Тот прыснул в ответ:
– Ты? Принцесса? Ты самозванка, вот кто ты, Ксюша!
И в шутку посоветовал ей переключиться хотя бы на Григория Распутина. Это было бы и правдоподобнее, и, может быть, не так рискованно. Да и в лице у нее с ним как будто больше сходства. И уже через несколько дней общие знакомые, смеясь, передавали Мартынову, что Ксения прожужжала им уши о своем родстве с Распутиным. А следом и сама рассказала об этом как об очевидном факте своему советчику.
С Урала в Москву – учиться на настоящего поэта – Ксению Некрасову отправил Свердловский обком комсомола. Наверно, даже людям, не особенно искушенным в поэзии, было очевидно, что со стихами она управляется лучше, чем с культмассовой работой на «Уралмаше». С собою она привезла стихотворение, которое начинается строкой «Лежало озеро с отбитыми краями...». Уже одна эта строка доказывает, что Ксюша была воистину «рождена поэтом». В Литинституте она попала в семинар к Николаю Асееву. И Асеев устроил публикацию трех Ксениных стихотворений в журнале «Октябрь», отметив в послесловии «четкость и ясность ее строк... при сохранении почти детской их простоты». И следом еще три журнала поместили ее стихи.
Но с учебой без приличной школьной подготовки было туго. Продержавшись за Литинститут шесть лет, Ксения его так и не закончила. Затянувшееся студенчество оборвала война. В Среднюю Азию она эвакуировалась вместе с мужем, горным инженером одной из подмосковных шахт, и маленьким сыном. В ста километрах от Тулы эшелон обстреляли немцы. Ей крепко зашибло руку. И если раньше не хватало сил на физическую работу, то теперь даже канцелярская служба не подходила. Письмо давалось с трудом: рука тряслась и быстро уставала.
В эвакуации, в Киргизии, не прожив и месяца, умер сын, сошел с ума муж. «А я не работала, – рассказывала Ксения Некрасова, – необозримое горе утопило мои руки, и беспрестанно ноющая печаль не давала мне покоя, и я не могла сидеть на месте и ходила из дома в дом, из квартиры в квартиру, не в силах сосредоточить себя в каком-нибудь деле. <...>
И люди давали мне кусочки хлеба или тарелку супу или каши, и я принимала и была благодарна».

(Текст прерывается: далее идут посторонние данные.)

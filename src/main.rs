// src/main.rs

use std::time::Duration;

use anyhow::Context;
use axum::{
    extract::DefaultBodyLimit,
    routing::{get, post, put},
    Router,
};
use tokio::net::TcpListener;
use tracing_subscriber::EnvFilter;
use utoipa::OpenApi;
use utoipa_swagger_ui::SwaggerUi;

mod common;
mod config;
mod db;
mod docs;
mod handlers;
mod middleware;
mod models;
mod services;

use crate::config::{AppConfig, AppState};

#[tokio::main]
async fn main() -> anyhow::Result<()> {
    dotenvy::dotenv().ok();

    tracing_subscriber::fmt()
        .with_env_filter(EnvFilter::try_from_default_env().unwrap_or_else(|_| EnvFilter::new("info")))
        .with_target(false)
        .compact()
        .init();

    let config = AppConfig::from_env()?;
    let app_state = AppState::new(config).await?;

    sqlx::migrate!()
        .run(&app_state.db_pool)
        .await
        .context("database migrations failed")?;
    tracing::info!("database migrations applied");

    if let (Some(email), Some(password)) = (
        app_state.config.bootstrap_owner_email.as_deref(),
        app_state.config.bootstrap_owner_password.as_deref(),
    ) {
        app_state.auth_service.bootstrap_owner(email, password).await?;
    }

    if app_state.config.scheduler_enabled {
        tokio::spawn(services::scheduler::run_reminder_scheduler(
            app_state.finance_service.clone(),
            app_state.communication_service.clone(),
            Duration::from_secs(app_state.config.scheduler_interval_secs),
        ));
    }

    let auth_routes = Router::new()
        .route("/login", post(handlers::auth::login))
        .route("/me", get(handlers::auth::get_me));

    let admin_routes = Router::new()
        .route("/", get(handlers::auth::list_admins).post(handlers::auth::create_admin))
        .route("/{id}", put(handlers::auth::update_admin).delete(handlers::auth::delete_admin));

    let member_routes = Router::new()
        .route("/", get(handlers::members::list_members).post(handlers::members::create_member))
        .route("/sync-balances", post(handlers::members::sync_balances))
        .route(
            "/{id}",
            get(handlers::members::get_member)
                .put(handlers::members::update_member)
                .delete(handlers::members::delete_member),
        )
        .route("/{id}/approve", put(handlers::members::approve_member))
        .route("/{id}/subscription", put(handlers::members::change_subscription));

    let invoice_routes = Router::new()
        .route("/", get(handlers::finance::list_invoices).post(handlers::finance::create_invoice))
        .route("/send-reminder", post(handlers::finance::send_invoice_reminder))
        .route(
            "/{id}",
            get(handlers::finance::get_invoice)
                .put(handlers::finance::update_invoice)
                .delete(handlers::finance::delete_invoice),
        )
        .route("/{id}/mark-paid", put(handlers::finance::mark_invoice_paid));

    let payment_routes = Router::new()
        .route("/", get(handlers::finance::list_payments).post(handlers::finance::submit_payment))
        .route("/{id}/approve", put(handlers::finance::approve_payment))
        .route("/{id}/reject", put(handlers::finance::reject_payment));

    let donation_routes = Router::new()
        .route("/", get(handlers::finance::list_donations).post(handlers::finance::create_donation))
        .route(
            "/{id}",
            put(handlers::finance::update_donation).delete(handlers::finance::delete_donation),
        );

    let reminder_routes = Router::new()
        .route("/send", post(handlers::reminders::send_email_reminders))
        .route("/whatsapp", post(handlers::reminders::send_whatsapp_reminders))
        .route("/retry", post(handlers::reminders::retry_failed_reminders))
        .route("/logs", get(handlers::reminders::list_reminder_logs));

    let communication_routes = Router::new()
        .route("/", get(handlers::reminders::list_communications))
        .route("/{id}/confirm", put(handlers::reminders::confirm_communication));

    let report_routes = Router::new()
        .route("/", get(handlers::dashboard::get_report))
        .route("/export.csv", get(handlers::dashboard::export_csv))
        .route("/export.pdf", get(handlers::dashboard::export_pdf));

    let settings_routes = Router::new()
        .route(
            "/organization",
            get(handlers::settings::get_organization).put(handlers::settings::update_organization),
        )
        .route(
            "/payment-methods",
            get(handlers::settings::list_payment_methods).post(handlers::settings::create_payment_method),
        )
        .route(
            "/payment-methods/{id}",
            put(handlers::settings::update_payment_method).delete(handlers::settings::delete_payment_method),
        );

    let email_settings_routes = Router::new()
        .route(
            "/",
            get(handlers::settings::get_email_settings).post(handlers::settings::update_email_settings),
        )
        .route("/template", post(handlers::settings::save_email_template))
        .route("/test", post(handlers::settings::send_test_email));

    let upload_routes = Router::new()
        .route("/screenshot", post(handlers::uploads::upload_screenshot))
        .layer(DefaultBodyLimit::max(handlers::uploads::MAX_UPLOAD_BYTES + 64 * 1024));

    let app = Router::new()
        .route("/api/health", get(|| async { "OK" }))
        .route("/api/dashboard", get(handlers::dashboard::get_overview))
        .nest("/api/auth", auth_routes)
        .nest("/api/admins", admin_routes)
        .nest("/api/members", member_routes)
        .nest("/api/invoices", invoice_routes)
        .nest("/api/payments", payment_routes)
        .nest("/api/donations", donation_routes)
        .nest("/api/reminders", reminder_routes)
        .nest("/api/communications", communication_routes)
        .nest("/api/reports", report_routes)
        .nest("/api/settings", settings_routes)
        .nest("/api/email-settings", email_settings_routes)
        .nest("/api/upload", upload_routes)
        .route("/uploads/{name}", get(handlers::uploads::serve_upload))
        .merge(SwaggerUi::new("/docs").url("/api-docs/openapi.json", docs::ApiDoc::openapi()))
        .with_state(app_state.clone());

    let addr = app_state.config.bind_address();
    let listener = TcpListener::bind(&addr)
        .await
        .with_context(|| format!("could not bind {addr}"))?;
    tracing::info!(address = %listener.local_addr()?, "server listening");

    axum::serve(listener, app)
        .with_graceful_shutdown(shutdown_signal())
        .await
        .context("server error")?;

    tracing::info!("server stopped");
    Ok(())
}

async fn shutdown_signal() {
    if let Err(e) = tokio::signal::ctrl_c().await {
        tracing::error!(error = %e, "could not listen for the shutdown signal");
    }
}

От гибельной безнадежности ей стали советовать идти в Ташкент, приютивший в годы войны многих писателей из Москвы и Ленинграда. И она собрала рукописи в мешок и пошла от кишлака к кишлаку. Опухшая от голода и оборванная, отыскала в Ташкенте дом на улице Жуковской, где тогда, тоже в эвакуации, жила Анна Ахматова. Прямо у Ахматовой, в ее узенькой комнатке, Ксения Некрасова и поселилась, уверенная, что чем лучше поэт, тем он роднее. В ташкентских стихах она набрасывает портрет Ахматовой: «Голова седая, / а лицо как лепест, / а сама как стебель, / а глаза как серый / тучегонный ветер».
Свой поэтический дар Ксения ставила очень высоко даже по сравнению с неоспоримым даром Ахматовой и прямо говорила, что та ей завидует. Вдова Мандельштама, Надежда Яковлевна, писала в июле 1943 года из Ташкента в Москву: «Сейчас у нас в углу склубилась Оксана Некрасова – маленькая юродивая, «незаконная дочь» Гуро и Хлебникова. Она помешана на своих стихах и когтит ими всех, как коршун. Иногда раскрываешь рот от удивления – что за чудо? – а то прет такое, что хочется плакать».
Ахматову уговаривали выгнать гостью, не допускавшую, что она может чем-то помешать настоящему поэту. Анна Андреевна напору не поддалась, отгородилась фирменным афоризмом: «Поэт никого не выгоняет. Если надо, он уходит сам». Но помогла Ксении вернуться в Москву и отослала подборку ее стихов Илье Эренбургу, а в письме за них поручилась: «Мне они кажутся замечательным явлением, и я полагаю, что нужно всячески поддержать автора».
Добравшись до Москвы, Ксения сняла угол по Северной дороге, в Болшеве, в совсем маленькой, в два окошка, избушке. Правда, в письме о помощи, адресованном самому Сталину, уточнила: «Прописана я в Болшеве, ул. Прудная, д. 5, но там не живу, так как холодно и нет денег заплатить за квартиру. Ответьте по адресу: Суворовский бульвар, д. 7, кв. 6. Мне передадут». В этой квартире Ксения подолгу жила у вдовы чтеца Владимира Яхонтова, Еликониды Поповой (Ляли Яхонтовой). Та сшила ей красное бумазейное платье, в котором написал Ксению Некрасову Роберт Фальк. Да так написал, как будто вылепил из глины наподобие вятской игрушки. Этот портрет Ксению озадачил.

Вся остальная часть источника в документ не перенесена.